Lymphoproliferative disease (LPD) is a comprehensive concept covering diseases ranging from transient lymphadenopathy to lymphoma. LPD is frequently associated with Epstein-Barr virus (EBV) infections and tends to occur in patients with inborn errors of immunity (IEI) and in patients after organ transplantation. Most patients with severe combined immunodeficiency or X-linked lymphoproliferative disease develop LPD. Autoimmune lymphoproliferative syndrome (ALPS), a typical LPD disease, is caused by germline mutations in FAS, FASL, CASP10, CASP8 and FADD, which are involved in the apoptosis pathway.
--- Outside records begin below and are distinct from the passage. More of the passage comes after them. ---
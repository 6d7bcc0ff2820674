//! Version resolution against the remote catalog

use semver::Version;
use tracing::{debug, warn};

use crate::error::{Error, Result};
use crate::mirrors::MIN_SUPPORTED_VERSION;

/// Sentinel accepted in place of an explicit version.
pub const LATEST: &str = "latest";

/// Resolves a user-supplied version spec (`"latest"` or an explicit
/// version) into a concrete published version.
#[derive(Debug, Clone)]
pub struct VersionResolver {
    client: reqwest::Client,
    list_url: String,
    floor: Version,
}

impl VersionResolver {
    pub fn new(client: reqwest::Client, list_url: String) -> Self {
        // The floor is a compiled-in constant, checked by tests.
        let floor = Version::parse(MIN_SUPPORTED_VERSION).expect("built-in version floor");
        Self {
            client,
            list_url,
            floor,
        }
    }

    /// Resolve a spec to a concrete version.
    ///
    /// Explicit specs are sanitized and floor-checked before any network
    /// traffic, so a malformed or unsupported version never hits the
    /// catalog endpoint.
    pub async fn resolve(&self, spec: &str) -> Result<Version> {
        if spec == LATEST {
            let catalog = self.fetch_catalog().await?;
            let version = catalog.into_iter().last().ok_or_else(|| {
                Error::UnavailableVersion {
                    version: LATEST.to_string(),
                }
            })?;
            self.check_floor(&version)?;
            debug!(%version, "resolved latest version");
            return Ok(version);
        }

        let version = sanitize(spec)?;
        self.check_floor(&version)?;

        let catalog = self.fetch_catalog().await?;
        if !catalog.contains(&version) {
            return Err(Error::UnavailableVersion {
                version: version.to_string(),
            });
        }
        debug!(%version, "resolved explicit version");
        Ok(version)
    }

    fn check_floor(&self, version: &Version) -> Result<()> {
        if *version < self.floor {
            return Err(Error::UnsupportedVersion {
                version: version.to_string(),
                floor: self.floor.to_string(),
            });
        }
        Ok(())
    }

    /// Fetch the comma-separated catalog of published versions.
    async fn fetch_catalog(&self) -> Result<Vec<Version>> {
        let response = self.client.get(&self.list_url).send().await?;
        let status = response.status();
        if !status.is_success() {
            return Err(Error::http_status(status, &self.list_url));
        }

        let body = response.text().await?;
        let catalog: Vec<Version> = body
            .split(',')
            .filter(|entry| !entry.trim().is_empty())
            .filter_map(|entry| match sanitize(entry) {
                Ok(version) => Some(version),
                Err(_) => {
                    warn!(entry, "skipping unparseable catalog entry");
                    None
                }
            })
            .collect();
        debug!(count = catalog.len(), "fetched version catalog");
        Ok(catalog)
    }
}

/// Normalize a raw version token to canonical semver form.
pub fn sanitize(raw: &str) -> Result<Version> {
    let trimmed = raw.trim();
    let stripped = trimmed
        .strip_prefix('v')
        .or_else(|| trimmed.strip_prefix('V'))
        .unwrap_or(trimmed);
    Version::parse(stripped).map_err(|_| Error::InvalidVersion {
        version: raw.to_string(),
    })
}

#[cfg(test)]
mod tests {
    use super::*;

    fn resolver(list_url: String) -> VersionResolver {
        VersionResolver::new(reqwest::Client::new(), list_url)
    }

    #[test]
    fn test_sanitize_plain_and_prefixed() {
        assert_eq!(sanitize("1.8.19").unwrap(), Version::new(1, 8, 19));
        assert_eq!(sanitize("v1.8.19").unwrap(), Version::new(1, 8, 19));
        assert_eq!(sanitize("  1.6.0 ").unwrap(), Version::new(1, 6, 0));
    }

    #[test]
    fn test_sanitize_rejects_garbage() {
        for raw in ["", "not-a-version", "🦀", "1.8", "one.two.three"] {
            assert!(matches!(
                sanitize(raw),
                Err(Error::InvalidVersion { .. })
            ));
        }
    }

    #[tokio::test]
    async fn test_resolve_latest_takes_last_catalog_entry() {
        let mut server = mockito::Server::new_async().await;
        let mock = server
            .mock("GET", "/list")
            .with_status(200)
            .with_body("1.0.0,1.5.2,1.6.5,1.8.19")
            .create_async()
            .await;

        let resolved = resolver(format!("{}/list", server.url()))
            .resolve("latest")
            .await
            .unwrap();

        assert_eq!(resolved, Version::new(1, 8, 19));
        mock.assert_async().await;
    }

    #[tokio::test]
    async fn test_resolve_explicit_version_in_catalog() {
        let mut server = mockito::Server::new_async().await;
        server
            .mock("GET", "/list")
            .with_status(200)
            .with_body("1.5.2,1.6.5,1.8.19")
            .create_async()
            .await;

        let resolver = resolver(format!("{}/list", server.url()));
        let resolved = resolver.resolve("1.6.5").await.unwrap();
        assert_eq!(resolved, Version::new(1, 6, 5));

        // Stable across repeated calls.
        assert_eq!(resolver.resolve("1.6.5").await.unwrap(), resolved);
    }

    #[tokio::test]
    async fn test_resolve_missing_version_is_unavailable() {
        let mut server = mockito::Server::new_async().await;
        server
            .mock("GET", "/list")
            .with_status(200)
            .with_body("1.5.2,1.6.5")
            .create_async()
            .await;

        let result = resolver(format!("{}/list", server.url()))
            .resolve("1.8.19")
            .await;
        assert!(matches!(result, Err(Error::UnavailableVersion { .. })));
    }

    #[tokio::test]
    async fn test_below_floor_fails_without_network() {
        let mut server = mockito::Server::new_async().await;
        let mock = server
            .mock("GET", "/list")
            .with_status(200)
            .with_body("1.0.0,1.5.0,1.5.2")
            .expect(0)
            .create_async()
            .await;

        let result = resolver(format!("{}/list", server.url()))
            .resolve("1.5.0")
            .await;
        match result {
            Err(Error::UnsupportedVersion { version, floor }) => {
                assert_eq!(version, "1.5.0");
                assert_eq!(floor, MIN_SUPPORTED_VERSION);
            }
            other => panic!("expected UnsupportedVersion, got {:?}", other),
        }
        mock.assert_async().await;
    }

    #[tokio::test]
    async fn test_invalid_version_fails_without_network() {
        let mut server = mockito::Server::new_async().await;
        let mock = server
            .mock("GET", "/list")
            .with_status(200)
            .with_body("1.5.2")
            .expect(0)
            .create_async()
            .await;

        let result = resolver(format!("{}/list", server.url()))
            .resolve("🦀")
            .await;
        assert!(matches!(result, Err(Error::InvalidVersion { .. })));
        mock.assert_async().await;
    }

    #[tokio::test]
    async fn test_catalog_error_status_is_surfaced() {
        let mut server = mockito::Server::new_async().await;
        server
            .mock("GET", "/list")
            .with_status(500)
            .create_async()
            .await;

        let result = resolver(format!("{}/list", server.url()))
            .resolve("latest")
            .await;
        match result {
            Err(err @ Error::Network { .. }) => assert_eq!(err.status(), Some(500)),
            other => panic!("expected Network error, got {:?}", other),
        }
    }

    #[tokio::test]
    async fn test_unparseable_catalog_entries_are_skipped() {
        let mut server = mockito::Server::new_async().await;
        server
            .mock("GET", "/list")
            .with_status(200)
            .with_body("1.5.2,garbage,1.6.5,")
            .create_async()
            .await;

        let resolved = resolver(format!("{}/list", server.url()))
            .resolve("latest")
            .await
            .unwrap();
        assert_eq!(resolved, Version::new(1, 6, 5));
    }
}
ALPS patients develop autoimmune diseases and LPDs such as hepatosplenomegaly and lymphadenopathy. On the other hand, RAS-associated ALPS-like syndrome and CTLA4 haploinsufficiency also belong to ALPS-associated diseases. EBV-associated LPD is a clinical condition that should be noted in patients with IEI. Patients with genetic defects in SH2D1A, XIAP, CD27, CD70, CD137, ITK, CTPS, RASGRP1, and MAGT1 are prone to EBV-associated LPD.